Task instructions
The listing is to be printed in full, exactly as given.

Data section
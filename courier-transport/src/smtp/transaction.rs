//! One SMTP mail transaction, from greeting to QUIT.
//!
//! Shared by the network SMTP transport and by `sendmail -bs`, which speaks
//! the same protocol over a child process's pipes.

use std::{future::Future, time::Duration};

use base64::Engine;
use courier_common::{Message, config::ClientTimeouts, internal, tracing};

use super::{
    Credentials,
    client::SmtpClient,
    error::ClientError,
    response::Response,
};
use crate::error::TransportError;

/// Run `future`, turning an elapsed `limit` into [`TransportError::Timeout`].
async fn within<T>(
    command: &'static str,
    limit: Duration,
    future: impl Future<Output = Result<T, ClientError>>,
) -> Result<T, TransportError> {
    tokio::time::timeout(limit, future)
        .await
        .map_err(|_| TransportError::Timeout {
            command,
            timeout: limit,
        })?
        .map_err(TransportError::from)
}

/// Fail unless `response` carries one of `codes`.
fn expect(command: &'static str, response: Response, codes: &[u16]) -> Result<Response, TransportError> {
    if codes.contains(&response.code) {
        Ok(response)
    } else {
        Err(TransportError::Rejected {
            command,
            code: response.code,
            message: response.message(),
        })
    }
}

pub struct SmtpTransaction<'a> {
    message: &'a Message,
    timeouts: &'a ClientTimeouts,
    starttls: bool,
    credentials: Option<&'a Credentials>,
}

impl<'a> SmtpTransaction<'a> {
    pub const fn new(message: &'a Message, timeouts: &'a ClientTimeouts) -> Self {
        Self {
            message,
            timeouts,
            starttls: false,
            credentials: None,
        }
    }

    /// Require a STARTTLS upgrade after the first EHLO.
    pub const fn with_starttls(mut self, starttls: bool) -> Self {
        self.starttls = starttls;
        self
    }

    pub const fn with_credentials(mut self, credentials: Option<&'a Credentials>) -> Self {
        self.credentials = credentials;
        self
    }

    /// The name announced in EHLO: the sender's domain, or `localhost`.
    fn helo_name(&self) -> &str {
        self.message
            .sender()
            .and_then(|sender| sender.rsplit_once('@'))
            .map(|(_, domain)| domain)
            .filter(|domain| !domain.is_empty())
            .unwrap_or("localhost")
    }

    /// Run the whole transaction on an already connected `client`.
    ///
    /// # Errors
    ///
    /// Any unexpected reply, timeout or connection failure.
    pub async fn execute(self, client: &mut SmtpClient) -> Result<usize, TransportError> {
        let sender = self.message.sender().ok_or(TransportError::MissingSender)?;
        if self.message.recipients().is_empty() {
            return Err(TransportError::NoRecipients);
        }

        let command = self.timeouts.command();
        let greeting = within("greeting", command, client.read_greeting()).await?;
        expect("greeting", greeting, &[220])?;

        let mut ehlo = self.hello(client).await?;

        if self.starttls {
            if !ehlo.advertises("STARTTLS") || !client.can_upgrade() {
                return Err(TransportError::Unsupported("STARTTLS"));
            }
            let response = within("STARTTLS", command, client.starttls()).await?;
            expect("STARTTLS", response, &[220])?;
            internal!("Connection upgraded to TLS");
            ehlo = self.hello(client).await?;
        }

        if let Some(credentials) = self.credentials {
            if !ehlo.advertises("AUTH") {
                return Err(TransportError::Unsupported("AUTH"));
            }
            self.authenticate(client, credentials).await?;
        }

        let envelope = self.timeouts.envelope();
        let response = within("MAIL FROM", envelope, client.mail_from(sender)).await?;
        expect("MAIL FROM", response, &[250])?;

        for recipient in self.message.recipients() {
            let response = within("RCPT TO", envelope, client.rcpt_to(recipient)).await?;
            expect("RCPT TO", response, &[250, 251])?;
        }

        let data = self.timeouts.data();
        let response = within("DATA", data, client.data()).await?;
        expect("DATA", response, &[354])?;

        let response = within("DATA", data, client.send_data(self.message.data())).await?;
        expect("DATA", response, &[250])?;

        // The message is accepted at this point; a failed QUIT changes nothing.
        if let Err(e) = within("QUIT", self.timeouts.quit(), client.quit()).await {
            tracing::warn!("QUIT failed after successful delivery: {e}");
        }

        Ok(self.message.recipients().len())
    }

    /// EHLO, falling back to HELO for relays that predate ESMTP.
    async fn hello(&self, client: &mut SmtpClient) -> Result<Response, TransportError> {
        let command = self.timeouts.command();
        let response = within("EHLO", command, client.ehlo(self.helo_name())).await?;
        if response.is_success() {
            return Ok(response);
        }

        let response = within("HELO", command, client.helo(self.helo_name())).await?;
        expect("HELO", response, &[250])
    }

    /// AUTH PLAIN (RFC 4616).
    async fn authenticate(
        &self,
        client: &mut SmtpClient,
        credentials: &Credentials,
    ) -> Result<(), TransportError> {
        let payload = format!("\0{}\0{}", credentials.username, credentials.password);
        let encoded = base64::engine::general_purpose::STANDARD.encode(payload.as_bytes());

        let response = within(
            "AUTH",
            self.timeouts.auth(),
            client.sensitive_command(&format!("AUTH PLAIN {encoded}"), "AUTH PLAIN <redacted>"),
        )
        .await?;
        expect("AUTH", response, &[235])?;
        Ok(())
    }
}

Solved problem
filename courier-transport/src/smtp/transaction.rs
//! One SMTP mail transaction, from greeting to QUIT.
//!
//! Shared by the network SMTP transport and by `sendmail -bs`, which speaks
//! the same protocol over a child process's pipes.

use std::{future::Future, time::Duration};

use base64::Engine;
use courier_common::{Message, config::ClientTimeouts, internal, tracing};

use super::{
    Credentials,
    client::SmtpClient,
    error::ClientError,
    response::Response,
};
use crate::error::TransportError;

/// Run `future`, turning an elapsed `limit` into [`TransportError::Timeout`].
async fn within<T>(
    command: &'static str,
    limit: Duration,
    future: impl Future<Output = Result<T, ClientError>>,
) -> Result<T, TransportError> {
    tokio::time::timeout(limit, future)
        .await
        .map_err(|_| TransportError::Timeout {
            command,
            timeout: limit,
        })?
        .map_err(TransportError::from)
}

/// Fail unless `response` carries one of `codes`.
fn expect(command: &'static str, response: Response, codes: &[u16]) -> Result<Response, TransportError> {
    if codes.contains(&response.code) {
        Ok(response)
    } else {
        Err(TransportError::Rejected {
            command,
            code: response.code,
            message: response.message(),
        })
    }
}

pub struct SmtpTransaction<'a> {
    message: &'a Message,
    timeouts: &'a ClientTimeouts,
    starttls: bool,
    credentials: Option<&'a Credentials>,
}

impl<'a> SmtpTransaction<'a> {
    pub const fn new(message: &'a Message, timeouts: &'a ClientTimeouts) -> Self {
        Self {
            message,
            timeouts,
            starttls: false,
            credentials: None,
        }
    }

    /// Require a STARTTLS upgrade after the first EHLO.
    pub const fn with_starttls(mut self, starttls: bool) -> Self {
        self.starttls = starttls;
        self
    }

    pub const fn with_credentials(mut self, credentials: Option<&'a Credentials>) -> Self {
        self.credentials = credentials;
        self
    }

    /// The name announced in EHLO: the sender's domain, or `localhost`.
    fn helo_name(&self) -> &str {
        self.message
            .sender()
            .and_then(|sender| sender.rsplit_once('@'))
            .map(|(_, domain)| domain)
            .filter(|domain| !domain.is_empty())
            .unwrap_or("localhost")
    }

    /// Run the whole transaction on an already connected `client`.
    ///
    /// # Errors
    ///
    /// Any unexpected reply, timeout or connection failure.
    pub async fn execute(self, client: &mut SmtpClient) -> Result<usize, TransportError> {
        let sender = self.message.sender().ok_or(TransportError::MissingSender)?;
        if self.message.recipients().is_empty() {
            return Err(TransportError::NoRecipients);
        }

        let command = self.timeouts.command();
        let greeting = within("greeting", command, client.read_greeting()).await?;
        expect("greeting", greeting, &[220])?;

        let mut ehlo = self.hello(client).await?;

        if self.starttls {
            if !ehlo.advertises("STARTTLS") || !client.can_upgrade() {
                return Err(TransportError::Unsupported("STARTTLS"));
            }
            let response = within("STARTTLS", command, client.starttls()).await?;
            expect("STARTTLS", response, &[220])?;
            internal!("Connection upgraded to TLS");
            ehlo = self.hello(client).await?;
        }

        if let Some(credentials) = self.credentials {
            if !ehlo.advertises("AUTH") {
                return Err(TransportError::Unsupported("AUTH"));
            }
            self.authenticate(client, credentials).await?;
        }

        let envelope = self.timeouts.envelope();
        let response = within("MAIL FROM", envelope, client.mail_from(sender)).await?;
        expect("MAIL FROM", response, &[250])?;

        for recipient in self.message.recipients() {
            let response = within("RCPT TO", envelope, client.rcpt_to(recipient)).await?;
            expect("RCPT TO", response, &[250, 251])?;
        }

        let data = self.timeouts.data();
        let response = within("DATA", data, client.data()).await?;
        expect("DATA", response, &[354])?;

        let response = within("DATA", data, client.send_data(self.message.data())).await?;
        expect("DATA", response, &[250])?;

        // The message is accepted at this point; a failed QUIT changes nothing.
        if let Err(e) = within("QUIT", self.timeouts.quit(), client.quit()).await {
            tracing::warn!("QUIT failed after successful delivery: {e}");
        }

        Ok(self.message.recipients().len())
    }

    /// EHLO, falling back to HELO for relays that predate ESMTP.
    async fn hello(&self, client: &mut SmtpClient) -> Result<Response, TransportError> {
        let command = self.timeouts.command();
        let response = within("EHLO", command, client.ehlo(self.helo_name())).await?;
        if response.is_success() {
            return Ok(response);
        }

        let response = within("HELO", command, client.helo(self.helo_name())).await?;
        expect("HELO", response, &[250])
    }

    /// AUTH PLAIN (RFC 4616).
    async fn authenticate(
        &self,
        client: &mut SmtpClient,
        credentials: &Credentials,
    ) -> Result<(), TransportError> {
        let payload = format!("\0{}\0{}", credentials.username, credentials.password);
        let encoded = base64::engine::general_purpose::STANDARD.encode(payload.as_bytes());

        let response = within(
            "AUTH",
            self.timeouts.auth(),
            client.sensitive_command(&format!("AUTH PLAIN {encoded}"), "AUTH PLAIN <redacted>"),
        )
        .await?;
        expect("AUTH", response, &[235])?;
        Ok(())
    }
}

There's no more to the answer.